On a smartphone the main method of malware transmission is through downloads of fraudulent apps without user consent or by tricking users through some form of identity theft, usually through IM apps like WhatsApp or Skype. Hence it is essential to have tools to analyze documents before you install them as well as give reports on the apps you use on your smartphone. Here we offer a few tips on how to protect your device from malicious software.
Analyze your apps with Virustotal
The Virustotal service, owned by Google, lets you analyze any app through more than 50 antivirus programs and get a detailed report of the results. Besides its web versions, there’s a completely free app that, once you install it on your smartphone, will analyze all your installed apps and advise you of the ones deemed suspicious. Likewise, you can send files and even analyze URLs. That said, we should note that this app does not offer real-time protection so it should be used in conjunction with good sense and other apps that do provide some sort of firewall.
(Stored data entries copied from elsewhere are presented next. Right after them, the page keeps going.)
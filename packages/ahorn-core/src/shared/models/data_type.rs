//! Data types and constants of the IR

use serde::{Deserialize, Serialize};

/// Data type of a variable declaration.
///
/// `Derived` names another module (a function block or structured
/// type); its interface is expanded transitively when a CFG computes
/// its flattened interface. Time is carried in milliseconds and
/// enumerations by the ordinal the front-end resolved, so both map
/// onto the integer theory.
#[derive(Debug, Clone, PartialEq, Eq, Serialize, Deserialize)]
pub enum DataType {
    Bool,
    Int,
    Time,
    Enumeration { type_name: String, values: Vec<String> },
    Derived { type_name: String },
}

impl DataType {
    /// Whether values of this type are encoded in the boolean theory
    pub fn is_boolean(&self) -> bool {
        matches!(self, DataType::Bool)
    }

    /// Whether this type denotes a nested module instance
    pub fn is_derived(&self) -> bool {
        matches!(self, DataType::Derived { .. })
    }
}

impl std::fmt::Display for DataType {
    fn fmt(&self, f: &mut std::fmt::Formatter<'_>) -> std::fmt::Result {
        match self {
            DataType::Bool => write!(f, "BOOL"),
            DataType::Int => write!(f, "INT"),
            DataType::Time => write!(f, "TIME"),
            DataType::Enumeration { type_name, .. } => write!(f, "{}", type_name),
            DataType::Derived { type_name } => write!(f, "{}", type_name),
        }
    }
}

/// Initialisation constant of a variable declaration
#[derive(Debug, Clone, PartialEq, Eq, Serialize, Deserialize)]
pub enum Constant {
    Bool(bool),
    Int(i32),
    /// Milliseconds
    Time(i32),
    /// Enumerated value with the ordinal resolved by the front-end
    Enumerated { value: String, ordinal: i32 },
}

impl std::fmt::Display for Constant {
    fn fmt(&self, f: &mut std::fmt::Formatter<'_>) -> std::fmt::Result {
        match self {
            Constant::Bool(value) => write!(f, "{}", value),
            Constant::Int(value) => write!(f, "{}", value),
            Constant::Time(value) => write!(f, "T#{}ms", value),
            Constant::Enumerated { value, .. } => write!(f, "{}", value),
        }
    }
}

#[cfg(test)]
mod tests {
    use super::*;

    #[test]
    fn test_derived_type() {
        let data_type = DataType::Derived {
            type_name: "Fb".to_string(),
        };
        assert!(data_type.is_derived());
        assert!(!data_type.is_boolean());
        assert_eq!(data_type.to_string(), "Fb");
    }

    #[test]
    fn test_constant_display() {
        assert_eq!(Constant::Bool(true).to_string(), "true");
        assert_eq!(Constant::Time(500).to_string(), "T#500ms");
    }
}
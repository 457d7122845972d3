//! Shadow engine
//!
//! Two phases over a change-annotated program. Phase 1 replays every
//! change-traversing test case concolically with the divergence
//! executor and collects divergence-exposing contexts. Phase 2 runs a
//! bounded symbolic execution from each divergent context on the new
//! program version, deriving fresh test cases whenever new branches
//! are covered. A final simulator pass compares the outputs of the
//! divergent test cases between the old and the new version.

use std::collections::BTreeMap;
use std::path::Path;
use std::time::Instant;

use tracing::{debug, info, trace};

use crate::config::{Configuration, EngineMode, ForkPolicy, ShadowProcessingMode};
use crate::errors::{AhornError, Result};
use crate::features::flow_graph::CfgRef;
use crate::features::lowering::{CallTransformationPass, ChangeAnnotationCollectionPass};
use crate::features::smt::{SmtContext, Value};
use crate::features::symbolic_execution::context::Context;
use crate::features::symbolic_execution::exploration::Explorer;
use crate::features::symbolic_execution::execution::{
    DivergenceExecutor, ExecutionStatus,
};
use crate::features::symbolic_execution::test_case::TestCase;
use crate::features::symbolic_execution::test_suite::TestSuite;

use super::simulator::Simulator;

/// One externally observable difference between the program versions
#[derive(Debug, Clone)]
pub struct OutputDifference {
    pub test_case_index: usize,
    pub cycle: u32,
    pub variable: String,
    pub old: Value,
    pub new: Value,
}

#[derive(Debug)]
pub struct ShadowReport {
    pub change_annotated_labels: usize,
    pub change_traversing_test_cases: usize,
    pub divergent_contexts: usize,
    pub derived_test_cases: usize,
    pub differences: Vec<OutputDifference>,
    pub elapsed_ms: u128,
}

pub struct ShadowEngine {
    config: Configuration,
    smt: SmtContext,
}

impl ShadowEngine {
    pub fn new(config: Configuration) -> Self {
        let smt = SmtContext::new(config.rng_seed);
        Self { config, smt }
    }

    pub fn run(&mut self, cfg: &CfgRef, test_suite_path: &Path) -> Result<ShadowReport> {
        let begin = Instant::now();
        let cfg = CallTransformationPass::new().apply(cfg)?;
        let change_labels = ChangeAnnotationCollectionPass::new().apply(&cfg);
        info!(
            program = cfg.name(),
            change_labels = change_labels.len(),
            "shadow engine started"
        );

        let change_traversing =
            self.collect_change_traversing_test_cases(&cfg, test_suite_path, &change_labels)?;
        info!(
            count = change_traversing.len(),
            "collected change-traversing test cases"
        );

        // Phase 1: find divergent contexts along each test case
        let mut divergent: Vec<(Context, TestCase)> = Vec::new();
        for test_case in &change_traversing {
            for context in self.find_divergent_contexts(&cfg, test_case)? {
                divergent.push((context, test_case.clone()));
            }
        }
        info!(count = divergent.len(), "phase 1 found divergent contexts");
        let divergent_count = divergent.len();

        // Phase 2: bounded symbolic execution on the new version
        let mut derived = TestSuite::new();
        for (context, _) in divergent {
            self.bounded_execution(&cfg, context, &mut derived)?;
        }
        info!(count = derived.len(), "phase 2 derived divergent test cases");

        // Final simulator pass: compare outputs between versions
        let differences = self.check_for_output_differences(&cfg, &derived)?;
        info!(count = differences.len(), "difference-revealing test cases");

        if let Some(directory) = self.config.generate_test_suite.clone() {
            derived.store(&directory)?;
        }

        Ok(ShadowReport {
            change_annotated_labels: change_labels.len(),
            change_traversing_test_cases: change_traversing.len(),
            divergent_contexts: divergent_count,
            derived_test_cases: derived.len(),
            differences,
            elapsed_ms: begin.elapsed().as_millis(),
        })
    }

    /// Load the suite, augment missing valuations with defaults, and
    /// keep the test cases whose old-version replay visits at least
    /// one change-annotated label
    fn collect_change_traversing_test_cases(
        &mut self,
        cfg: &CfgRef,
        path: &Path,
        change_labels: &std::collections::BTreeSet<crate::features::flow_graph::Label>,
    ) -> Result<Vec<TestCase>> {
        let suite = TestSuite::load(path)?;
        let scope = cfg.name().to_string();
        let simulator = Simulator::new(ShadowProcessingMode::Old);

        let mut change_traversing = Vec::new();
        for test_case in suite.test_cases() {
            let mut test_case = test_case.clone();

            // augment with default values for state variables and
            // per-cycle inputs the file left out
            let last_cycle = test_case.last_cycle();
            for variable in cfg.flattened_interface() {
                let flattened = format!("{}.{}", scope, variable.path);
                let is_input = variable.section == crate::shared::models::Section::Input
                    && variable.top_level;
                if is_input {
                    for cycle in 0..=last_cycle {
                        test_case
                            .inputs
                            .entry(cycle)
                            .or_default()
                            .entry(flattened.clone())
                            .or_insert_with(|| self.smt.default_value(&variable.data_type));
                    }
                } else {
                    let value = match &variable.initialization {
                        Some(constant) => self.smt.constant_value(constant),
                        None => self.smt.default_value(&variable.data_type),
                    };
                    test_case
                        .initialization
                        .entry(flattened.clone())
                        .or_insert(value);
                }
            }

            let result = simulator.run(&mut self.smt, cfg, &test_case)?;
            test_case.execution_history = result.execution_history;
            test_case.outputs = result.outputs;
            if test_case.touches(change_labels) {
                change_traversing.push(test_case);
            } else {
                trace!("test case does not touch the change, skipped");
            }
        }
        Ok(change_traversing)
    }

    /// Phase 1: concolic replay of one test case on both versions
    fn find_divergent_contexts(
        &mut self,
        cfg: &CfgRef,
        test_case: &TestCase,
    ) -> Result<Vec<Context>> {
        let mut config = self.config.clone();
        config.engine_mode = EngineMode::Shadow;
        // the concolic phase follows the test case; only divergent
        // forks are taken
        config.fork_policy_override = Some(ForkPolicy::Never);

        let mut executor = DivergenceExecutor::new();
        let mut context = executor.initial_context(&mut self.smt, &config, cfg, test_case);
        let mut divergent = Vec::new();
        let last_cycle = test_case.last_cycle();

        loop {
            if context.cycle() > last_cycle {
                break;
            }
            let execution = match executor.execute(&mut self.smt, &config, context) {
                Ok(execution) => execution,
                Err(AhornError::Arithmetic(message)) => {
                    debug!(%message, "arithmetic fault during replay");
                    break;
                }
                Err(other) => return Err(other),
            };
            divergent.extend(execution.divergent);
            match execution.status {
                ExecutionStatus::Divergent => break,
                ExecutionStatus::Expected | ExecutionStatus::PotentialDivergent => {}
            }
            context = match execution.contexts.into_iter().next() {
                Some(mut context) => {
                    // entering the next cycle consumes the next
                    // stimulus of the test case
                    if context.state().label() == context.main_frame().cfg().entry_label()
                        && context.depth() == 1
                    {
                        let cycle = context.cycle();
                        crate::features::symbolic_execution::execution::apply_cycle_inputs(
                            context.state_mut(),
                            test_case,
                            cycle,
                        );
                    }
                    context
                }
                None => break,
            };
        }
        Ok(divergent)
    }

    /// Phase 2: bounded symbolic execution of one divergent context
    /// on the new program version, deriving a test case for every
    /// newly covered statement or branch
    fn bounded_execution(
        &mut self,
        cfg: &CfgRef,
        mut context: Context,
        derived: &mut TestSuite,
    ) -> Result<()> {
        let mut config = self.config.clone();
        config.engine_mode = EngineMode::Shadow;
        config.shadow_processing_mode = ShadowProcessingMode::New;
        config.fork_policy_override = None;

        context.state_mut().promote_new_version();
        // the divergent stimulus itself is a test case
        derived.push(TestCase::from_context(&context, cfg));

        let mut executor = DivergenceExecutor::new();
        executor.executor_mut().initialize(cfg);
        // continue the version numbering of the divergent context so
        // fresh bindings never collide with names its store references
        for (name, &version) in context.state().versions().clone().iter() {
            if executor.executor_mut().version(name) < version {
                executor.executor_mut().set_version(name, version);
            }
        }
        let mut explorer = Explorer::new(self.config.exploration_heuristic);
        explorer.initialize(
            cfg,
            &self.config.unreachable_labels,
            &self.config.unreachable_branches,
        );
        explorer.push(context);

        let begin = Instant::now();
        while let Some(context) = explorer.pop() {
            if begin.elapsed().as_millis() >= self.config.time_out_ms as u128 {
                break;
            }
            let label = context.state().label();
            let frame_cfg = context.frame().cfg().clone();
            let execution =
                match executor
                    .executor_mut()
                    .execute(&mut self.smt, &config, context)
                {
                    Ok(execution) => execution,
                    Err(AhornError::Arithmetic(message)) => {
                        debug!(%message, "arithmetic fault during bounded execution");
                        continue;
                    }
                    Err(other) => return Err(other),
                };
            for successor in execution.contexts {
                let (statement, branch) = explorer.update_coverage(&frame_cfg, label, &successor);
                if statement || branch {
                    derived.push(TestCase::from_context(&successor, cfg));
                }
                if successor.cycle() < self.config.cycle_bound {
                    explorer.push(successor);
                }
            }
        }
        Ok(())
    }

    /// Replay each divergent test case on both versions and report
    /// output valuations that differ
    fn check_for_output_differences(
        &mut self,
        cfg: &CfgRef,
        derived: &TestSuite,
    ) -> Result<Vec<OutputDifference>> {
        let old_simulator = Simulator::new(ShadowProcessingMode::Old);
        let new_simulator = Simulator::new(ShadowProcessingMode::New);
        let mut differences = Vec::new();
        for (index, test_case) in derived.test_cases().iter().enumerate() {
            let old = old_simulator.run(&mut self.smt, cfg, test_case)?;
            let new = new_simulator.run(&mut self.smt, cfg, test_case)?;
            for (cycle, old_outputs) in &old.outputs {
                let empty = BTreeMap::new();
                let new_outputs = new.outputs.get(cycle).unwrap_or(&empty);
                for (variable, old_value) in old_outputs {
                    if let Some(new_value) = new_outputs.get(variable) {
                        if old_value != new_value {
                            differences.push(OutputDifference {
                                test_case_index: index,
                                cycle: *cycle,
                                variable: variable.clone(),
                                old: *old_value,
                                new: *new_value,
                            });
                        }
                    }
                }
            }
        }
        Ok(differences)
    }
}
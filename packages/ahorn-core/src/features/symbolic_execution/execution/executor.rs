//! Executor
//!
//! Consumes one context and returns the succeeding context plus, at
//! feasible branches, one forked context. Dispatch is by vertex kind;
//! the per-instruction sequence is encode, evaluate, mutate state,
//! maybe fork, advance the vertex, and maybe update the VC tables.
//! No suspension occurs within that sequence.

use rustc_hash::{FxHashMap, FxHashSet};
use tracing::trace;

use crate::config::{Configuration, EngineMode, ForkPolicy, ShadowProcessingMode};
use crate::errors::{AhornError, Result};
use crate::features::flow_graph::{Cfg, CfgKind, CfgRef, Label, VertexKind};
use crate::features::smt::{SatResult, SmtContext, TermId, Value};
use crate::shared::models::{Expression, Instruction, Section};

use super::super::context::{Context, Frame, State};
use super::super::name::{AssumptionLiteral, ContextualizedName};
use super::super::summarizer::{Summarizer, SummaryProbe};
use super::{encode, evaluate};

/// Status of one execution step; divergence statuses only occur in
/// shadow mode
#[derive(Debug, Clone, Copy, PartialEq, Eq)]
pub enum ExecutionStatus {
    Expected,
    Divergent,
    PotentialDivergent,
}

/// Result of one execution step; `divergent` carries the contexts a
/// potential divergence forked off for the second shadow phase
#[derive(Debug)]
pub struct Execution {
    pub status: ExecutionStatus,
    pub contexts: Vec<Context>,
    pub divergent: Vec<Context>,
}

impl Execution {
    pub fn expected(contexts: Vec<Context>) -> Self {
        Self {
            status: ExecutionStatus::Expected,
            contexts,
            divergent: Vec::new(),
        }
    }
}

pub struct Executor {
    /// Globally managed variable versioning for implicit SSA form;
    /// shared by all contexts so forks never collide on names
    versions: FxHashMap<String, u32>,
    whole_program_inputs: FxHashSet<String>,
    summarizer: Option<Summarizer>,
}
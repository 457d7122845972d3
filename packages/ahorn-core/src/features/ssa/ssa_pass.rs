//! SSA pass over a CFG

use std::collections::BTreeMap;

use rustc_hash::{FxHashMap, FxHashSet};

use crate::errors::Result;
use crate::features::flow_graph::{
    patch_branch_goto_targets, Cfg, CfgRef, Edge, EdgeKind, Label, Vertex,
};
use crate::features::lowering::{max_label, merge_arena, reachable_callee_first};
use crate::shared::models::{Expression, Instruction, VariableReference};

/// Strip the SSA version suffix of a renamed variable, e.g.
/// `fb.x_3` yields `fb.x`
pub fn ssa_base_name(name: &str) -> &str {
    match name.rfind('_') {
        Some(position) if name[position + 1..].chars().all(|c| c.is_ascii_digit()) => {
            &name[..position]
        }
        _ => name,
    }
}

/// A phi candidate: placed on demand, completed on sealing, removed
/// eagerly when trivial
#[derive(Debug, Clone)]
struct PhiCandidate {
    name: String,
    label: Label,
    value: i32,
    operands: Vec<i32>,
    users: Vec<i32>,
    removed: bool,
}

pub struct SsaPass {
    next_label: Label,
    value: i32,
    value_to_name: FxHashMap<i32, String>,
    current_definitions: FxHashMap<(String, Label), i32>,
    phi_candidates: FxHashMap<i32, PhiCandidate>,
    substitutions: FxHashMap<i32, i32>,
    filled: FxHashSet<Label>,
    sealed: FxHashSet<Label>,
    incomplete: FxHashMap<Label, Vec<i32>>,
}
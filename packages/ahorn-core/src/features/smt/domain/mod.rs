mod term;

pub use term::{Sort, Term, TermId, Value};
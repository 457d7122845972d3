//! Feature modules
//!
//! Dependency order, leaves first: smt, flow_graph, lowering, ssa,
//! value_set, symbolic_execution.

pub mod flow_graph;
pub mod lowering;
pub mod smt;
pub mod ssa;
pub mod symbolic_execution;
pub mod value_set;
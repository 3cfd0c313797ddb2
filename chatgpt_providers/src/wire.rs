//! Request and response bodies of the Responses endpoint.
//!
//! Bodies are decoded into these types before anything reads them, so a
//! reply either yields text or a [`CompletionError::MalformedResponse`].

use chatgpt_core::{CompletionError, Turn};
use serde::{Deserialize, Serialize};

#[derive(Debug, Serialize)]
pub struct ResponsesRequest<'a> {
    pub model: &'a str,
    pub input: &'a [Turn],
}

#[derive(Debug, Deserialize)]
pub struct ResponsesBody {
    #[serde(default)]
    output: Vec<OutputItem>,
    #[serde(default)]
    output_text: Option<String>,
    #[serde(default)]
    error: Option<ErrorDetail>,
}

#[derive(Debug, Deserialize)]
#[serde(tag = "type", rename_all = "snake_case")]
enum OutputItem {
    Message {
        #[serde(default)]
        content: Vec<ContentPart>,
    },
    #[serde(other)]
    Other,
}

#[derive(Debug, Deserialize)]
#[serde(tag = "type", rename_all = "snake_case")]
enum ContentPart {
    OutputText { text: String },
    Refusal { refusal: String },
    #[serde(other)]
    Other,
}

#[derive(Debug, Deserialize)]
pub struct ErrorBody {
    pub error: ErrorDetail,
}

#[derive(Debug, Deserialize)]
pub struct ErrorDetail {
    pub message: String,
}

impl ResponsesBody {
    /// Collapse the output items into the reply text.
    pub fn into_text(self) -> Result<String, CompletionError> {
        if let Some(error) = self.error {
            return Err(CompletionError::MalformedResponse(format!(
                "response failed: {}",
                error.message
            )));
        }

        if let Some(text) = self.output_text.filter(|t| !t.trim().is_empty()) {
            return Ok(text.trim().to_string());
        }

        let mut text = String::new();
        let mut refusal = None;
        for item in self.output {
            let OutputItem::Message { content } = item else {
                continue;
            };
            for part in content {
                match part {
                    ContentPart::OutputText { text: chunk } => text.push_str(&chunk),
                    ContentPart::Refusal { refusal: r } => refusal = Some(r),
                    ContentPart::Other => {}
                }
            }
        }

        // A refusal is still what the model answered.
        let text = if text.trim().is_empty() {
            refusal.unwrap_or_default()
        } else {
            text
        };

        let text = text.trim();
        if text.is_empty() {
            return Err(CompletionError::MalformedResponse(
                "response contained no output text".to_string(),
            ));
        }
        Ok(text.to_string())
    }
}

/// Message carried by an error body, if the body has the usual shape.
pub fn error_message(body: &str) -> Option<String> {
    serde_json::from_str::<ErrorBody>(body)
        .ok()
        .map(|b| b.error.message)
}
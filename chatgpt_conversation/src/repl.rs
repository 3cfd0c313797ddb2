//! Interactive read-turn-print loop.

use chatgpt_core::CompletionClient;
use std::io::{self, BufRead, Write};
use tracing::info;

use crate::controller::SessionController;

pub const WELCOME: &str = "Welcome to the terminal of GPT (to quit -> 'exit')";
pub const RESET_DONE: &str = "History cleared.";

#[derive(Debug, Clone, PartialEq, Eq)]
pub enum ReplCommand {
    Exit,
    Reset,
    Skip,
    Prompt(String),
}

impl ReplCommand {
    #[must_use]
    pub fn parse(line: &str) -> Self {
        let line = line.trim();
        if line.is_empty() {
            return Self::Skip;
        }
        if line.eq_ignore_ascii_case("exit") || line.eq_ignore_ascii_case("quit") {
            return Self::Exit;
        }
        if line == "/reset" {
            return Self::Reset;
        }
        Self::Prompt(line.to_string())
    }
}

pub struct Repl<'a, C> {
    controller: &'a mut SessionController<C>,
}

impl<'a, C> Repl<'a, C>
where
    C: CompletionClient,
{
    pub const fn new(controller: &'a mut SessionController<C>) -> Self {
        Self { controller }
    }

    /// Read lines from `input` until `exit` or end of input.
    ///
    /// Replies go to `output`; failures go to `errors` and the loop keeps
    /// going.
    pub async fn run<R, W, E>(self, mut input: R, mut output: W, mut errors: E) -> io::Result<()>
    where
        R: BufRead,
        W: Write,
        E: Write,
    {
        writeln!(output, "{WELCOME}")?;

        loop {
            write!(output, "> ")?;
            output.flush()?;

            // Invalid UTF-8 is replaced, not fatal.
            let mut raw = Vec::new();
            if input.read_until(b'\n', &mut raw)? == 0 {
                writeln!(output)?;
                break;
            }
            let line = String::from_utf8_lossy(&raw);

            match ReplCommand::parse(&line) {
                ReplCommand::Skip => {}
                ReplCommand::Exit => break,
                ReplCommand::Reset => match self.controller.reset() {
                    Ok(()) => writeln!(output, "{RESET_DONE}")?,
                    Err(e) => writeln!(errors, "Error: {e}")?,
                },
                ReplCommand::Prompt(prompt) => match self.controller.run_turn(&prompt).await {
                    Ok(reply) => writeln!(output, "{reply}\n")?,
                    Err(e) => writeln!(errors, "Error: {e}")?,
                },
            }
        }

        info!(
            "Interactive session ended with {} turns in history",
            self.controller.history().len()
        );
        Ok(())
    }
}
Download only from reliable sources
Check the permissions used by each app
Another field to keep in mind when checking how reliable an app is is which permissions are required for its proper functioning. It doesn’t make much sense, for example, for a text editor to have access to your contacts, or for a supposed puzzle game to make use of your camera. While the most modern versions of the Android operating system notify you with a popup if a “sensitive” permission is required, users of older devices will need an external tool to check that everything is on the up and up. Exodus Privacy lets you review your installed apps and check if they’re using permissions that a priori they shouldn’t be, thereby detecting whether you’re using a fraudulent version of the software in question.
Phishing on IM apps
We’ve noted above that infection through malicious apps is the main cause of security problems. So where do they come from? Mainly links received over WhatsApp and other chat services where virality and immediacy work in favor of malware. Lots of scams are floating around on WhatsApp, with their main weapon being phishing strategies to trick unsuspecting users. In other words, luring people onto sites that try to pass as official services offering enticing promos, whether it’s skins for WhatsApp or discounts for Tesco. Plus these sites try to get users to share the malicious URLs to their contacts, and in most cases the person who’s sent you the link doesn’t even realize she’s done so.
Use good sense
No marketplace, not even Google Play, is free of fraudulent apps, and antiviruses alone are pretty useless on Android. In the end, the main firewall against infection is you and your ability to discern how reliable the pages you visit and apps you download are. Be cautious, check apps against reliable sources of information, and if in doubt NEVER click a link or an Accept button.